Copy out each line of the data below in which "first" appears.

↓

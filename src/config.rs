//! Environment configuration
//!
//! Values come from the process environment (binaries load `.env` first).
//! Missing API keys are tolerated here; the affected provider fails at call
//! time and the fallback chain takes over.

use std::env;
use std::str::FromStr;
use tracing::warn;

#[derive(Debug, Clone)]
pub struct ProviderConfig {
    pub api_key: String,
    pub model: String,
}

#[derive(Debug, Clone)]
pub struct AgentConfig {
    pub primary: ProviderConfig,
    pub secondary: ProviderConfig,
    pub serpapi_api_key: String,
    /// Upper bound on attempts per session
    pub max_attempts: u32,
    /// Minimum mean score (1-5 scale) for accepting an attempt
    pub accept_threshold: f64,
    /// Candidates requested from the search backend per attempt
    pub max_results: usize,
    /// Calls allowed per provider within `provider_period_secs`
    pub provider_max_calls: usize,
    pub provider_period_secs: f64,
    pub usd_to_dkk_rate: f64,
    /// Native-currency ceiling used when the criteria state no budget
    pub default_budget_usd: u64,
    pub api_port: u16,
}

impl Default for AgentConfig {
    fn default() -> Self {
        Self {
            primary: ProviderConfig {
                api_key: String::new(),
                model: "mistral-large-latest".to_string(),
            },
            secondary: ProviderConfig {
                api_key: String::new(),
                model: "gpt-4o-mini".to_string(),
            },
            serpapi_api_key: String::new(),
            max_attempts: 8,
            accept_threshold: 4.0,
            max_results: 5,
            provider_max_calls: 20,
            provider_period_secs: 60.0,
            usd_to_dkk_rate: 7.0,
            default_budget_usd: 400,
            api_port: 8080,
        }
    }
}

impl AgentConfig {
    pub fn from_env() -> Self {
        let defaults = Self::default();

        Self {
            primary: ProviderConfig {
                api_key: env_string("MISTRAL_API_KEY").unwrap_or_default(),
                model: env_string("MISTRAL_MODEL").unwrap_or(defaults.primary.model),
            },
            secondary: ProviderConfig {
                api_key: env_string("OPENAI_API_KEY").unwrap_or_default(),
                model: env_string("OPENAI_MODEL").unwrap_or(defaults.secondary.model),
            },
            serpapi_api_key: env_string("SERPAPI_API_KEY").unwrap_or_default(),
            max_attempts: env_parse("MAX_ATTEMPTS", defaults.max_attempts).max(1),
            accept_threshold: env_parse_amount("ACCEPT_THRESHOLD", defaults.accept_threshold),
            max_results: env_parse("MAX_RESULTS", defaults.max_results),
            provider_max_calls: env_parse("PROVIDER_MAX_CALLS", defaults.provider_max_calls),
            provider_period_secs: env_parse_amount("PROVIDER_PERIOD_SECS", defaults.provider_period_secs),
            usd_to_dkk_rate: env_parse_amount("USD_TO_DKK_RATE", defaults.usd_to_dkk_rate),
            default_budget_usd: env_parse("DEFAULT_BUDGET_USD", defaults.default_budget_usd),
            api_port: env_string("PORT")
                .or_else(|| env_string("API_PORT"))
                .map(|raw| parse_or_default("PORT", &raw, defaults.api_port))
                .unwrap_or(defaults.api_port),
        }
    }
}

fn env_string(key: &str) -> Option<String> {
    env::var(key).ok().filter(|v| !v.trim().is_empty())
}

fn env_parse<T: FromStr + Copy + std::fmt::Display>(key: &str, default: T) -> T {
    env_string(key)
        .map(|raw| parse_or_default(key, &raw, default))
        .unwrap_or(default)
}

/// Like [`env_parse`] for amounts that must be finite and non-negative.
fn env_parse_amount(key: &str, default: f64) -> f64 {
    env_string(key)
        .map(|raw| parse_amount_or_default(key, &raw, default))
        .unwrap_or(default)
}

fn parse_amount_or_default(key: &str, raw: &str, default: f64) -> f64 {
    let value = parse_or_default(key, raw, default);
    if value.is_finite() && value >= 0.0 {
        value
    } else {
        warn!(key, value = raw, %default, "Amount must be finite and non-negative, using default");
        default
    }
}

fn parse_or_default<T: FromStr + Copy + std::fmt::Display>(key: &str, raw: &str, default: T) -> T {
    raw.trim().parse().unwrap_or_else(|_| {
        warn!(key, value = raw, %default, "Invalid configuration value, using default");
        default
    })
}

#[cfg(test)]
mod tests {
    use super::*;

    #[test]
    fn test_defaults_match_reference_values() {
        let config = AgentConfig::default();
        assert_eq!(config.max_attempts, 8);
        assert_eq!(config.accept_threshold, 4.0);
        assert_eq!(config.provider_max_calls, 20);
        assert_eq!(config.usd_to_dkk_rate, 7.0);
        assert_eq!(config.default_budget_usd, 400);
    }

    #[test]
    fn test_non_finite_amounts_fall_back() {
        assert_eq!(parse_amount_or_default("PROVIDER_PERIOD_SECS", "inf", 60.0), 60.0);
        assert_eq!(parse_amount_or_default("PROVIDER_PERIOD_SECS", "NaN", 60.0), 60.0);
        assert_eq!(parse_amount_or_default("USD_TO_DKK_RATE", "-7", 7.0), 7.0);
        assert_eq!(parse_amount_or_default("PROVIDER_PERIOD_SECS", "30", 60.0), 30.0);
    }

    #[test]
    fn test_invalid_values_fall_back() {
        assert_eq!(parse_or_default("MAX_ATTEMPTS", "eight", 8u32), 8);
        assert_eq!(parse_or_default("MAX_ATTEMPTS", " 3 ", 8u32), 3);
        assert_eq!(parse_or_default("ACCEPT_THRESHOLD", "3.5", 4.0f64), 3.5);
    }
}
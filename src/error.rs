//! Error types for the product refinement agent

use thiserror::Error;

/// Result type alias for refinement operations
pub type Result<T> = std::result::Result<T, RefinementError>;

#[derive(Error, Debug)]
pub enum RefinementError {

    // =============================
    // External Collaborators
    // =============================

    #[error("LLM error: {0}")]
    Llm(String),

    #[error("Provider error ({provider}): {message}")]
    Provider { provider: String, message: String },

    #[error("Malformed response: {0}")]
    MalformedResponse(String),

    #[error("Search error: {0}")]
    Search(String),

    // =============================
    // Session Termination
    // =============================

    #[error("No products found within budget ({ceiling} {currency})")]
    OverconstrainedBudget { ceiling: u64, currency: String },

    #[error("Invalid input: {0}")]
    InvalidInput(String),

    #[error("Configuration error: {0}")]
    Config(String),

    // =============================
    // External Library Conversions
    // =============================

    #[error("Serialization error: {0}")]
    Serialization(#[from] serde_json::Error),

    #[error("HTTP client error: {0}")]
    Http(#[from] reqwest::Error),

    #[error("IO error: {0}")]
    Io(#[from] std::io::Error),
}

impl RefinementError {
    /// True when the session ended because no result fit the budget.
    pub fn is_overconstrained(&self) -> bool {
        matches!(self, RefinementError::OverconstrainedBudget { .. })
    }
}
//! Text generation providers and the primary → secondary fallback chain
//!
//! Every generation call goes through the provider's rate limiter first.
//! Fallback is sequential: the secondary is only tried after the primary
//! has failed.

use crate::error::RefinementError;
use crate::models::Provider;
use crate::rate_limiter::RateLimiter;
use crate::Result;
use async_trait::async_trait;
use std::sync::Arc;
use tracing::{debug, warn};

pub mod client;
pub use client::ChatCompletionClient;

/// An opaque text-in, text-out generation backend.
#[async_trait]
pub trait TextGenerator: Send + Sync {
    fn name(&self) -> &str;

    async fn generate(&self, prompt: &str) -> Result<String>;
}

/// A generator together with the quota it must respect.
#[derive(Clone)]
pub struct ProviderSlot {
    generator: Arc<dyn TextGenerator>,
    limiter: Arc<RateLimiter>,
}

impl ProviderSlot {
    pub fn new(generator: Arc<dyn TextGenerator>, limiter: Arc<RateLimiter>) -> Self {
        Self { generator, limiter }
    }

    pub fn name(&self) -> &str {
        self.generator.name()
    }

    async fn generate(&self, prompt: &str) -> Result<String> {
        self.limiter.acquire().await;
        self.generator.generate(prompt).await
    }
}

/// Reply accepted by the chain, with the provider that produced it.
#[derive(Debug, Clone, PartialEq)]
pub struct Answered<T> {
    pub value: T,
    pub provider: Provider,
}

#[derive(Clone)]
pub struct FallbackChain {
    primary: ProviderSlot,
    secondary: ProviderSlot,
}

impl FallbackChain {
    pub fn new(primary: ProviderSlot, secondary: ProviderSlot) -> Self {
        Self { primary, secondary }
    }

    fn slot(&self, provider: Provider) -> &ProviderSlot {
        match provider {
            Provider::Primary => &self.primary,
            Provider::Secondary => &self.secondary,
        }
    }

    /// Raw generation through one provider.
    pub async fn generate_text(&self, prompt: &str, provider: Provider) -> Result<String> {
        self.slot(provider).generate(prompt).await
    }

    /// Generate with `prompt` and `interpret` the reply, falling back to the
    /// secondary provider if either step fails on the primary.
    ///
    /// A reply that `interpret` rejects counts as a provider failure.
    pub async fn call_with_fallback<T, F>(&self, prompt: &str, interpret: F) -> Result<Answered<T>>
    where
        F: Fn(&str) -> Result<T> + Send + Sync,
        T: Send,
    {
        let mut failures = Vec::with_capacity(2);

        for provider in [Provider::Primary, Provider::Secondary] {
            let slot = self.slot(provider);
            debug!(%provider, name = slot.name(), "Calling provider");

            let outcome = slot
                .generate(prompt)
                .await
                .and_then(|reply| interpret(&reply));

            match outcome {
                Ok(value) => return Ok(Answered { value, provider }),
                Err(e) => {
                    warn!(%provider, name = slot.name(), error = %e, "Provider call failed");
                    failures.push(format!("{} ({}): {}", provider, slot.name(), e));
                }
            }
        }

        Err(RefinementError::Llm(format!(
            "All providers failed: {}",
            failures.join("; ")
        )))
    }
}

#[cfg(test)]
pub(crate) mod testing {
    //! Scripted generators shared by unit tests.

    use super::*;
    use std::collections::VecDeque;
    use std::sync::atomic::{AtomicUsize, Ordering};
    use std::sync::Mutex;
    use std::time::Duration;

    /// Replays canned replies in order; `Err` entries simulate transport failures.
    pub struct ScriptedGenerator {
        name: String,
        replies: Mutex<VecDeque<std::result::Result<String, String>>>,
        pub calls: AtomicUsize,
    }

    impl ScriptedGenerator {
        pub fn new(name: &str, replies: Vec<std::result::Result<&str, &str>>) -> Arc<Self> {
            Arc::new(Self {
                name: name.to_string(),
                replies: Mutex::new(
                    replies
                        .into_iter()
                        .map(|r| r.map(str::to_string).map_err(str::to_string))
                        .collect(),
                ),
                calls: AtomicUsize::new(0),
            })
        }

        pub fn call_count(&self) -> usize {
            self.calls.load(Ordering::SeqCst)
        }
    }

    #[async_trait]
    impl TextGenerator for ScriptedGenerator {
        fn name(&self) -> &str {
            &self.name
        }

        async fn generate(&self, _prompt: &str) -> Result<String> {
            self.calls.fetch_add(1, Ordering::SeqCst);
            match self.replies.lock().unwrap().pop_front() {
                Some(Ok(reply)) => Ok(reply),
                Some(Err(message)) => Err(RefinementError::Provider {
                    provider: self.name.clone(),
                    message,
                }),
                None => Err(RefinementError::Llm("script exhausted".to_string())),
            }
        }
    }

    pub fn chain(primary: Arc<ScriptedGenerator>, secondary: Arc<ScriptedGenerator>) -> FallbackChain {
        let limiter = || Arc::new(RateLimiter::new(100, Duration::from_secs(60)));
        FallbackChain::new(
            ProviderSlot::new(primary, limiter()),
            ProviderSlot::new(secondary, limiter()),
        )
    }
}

↑

# PROBLEM SOLUTION
//! Values come from the process environment (binaries load `.env` first).
//! Every generation call goes through the provider's rate limiter first.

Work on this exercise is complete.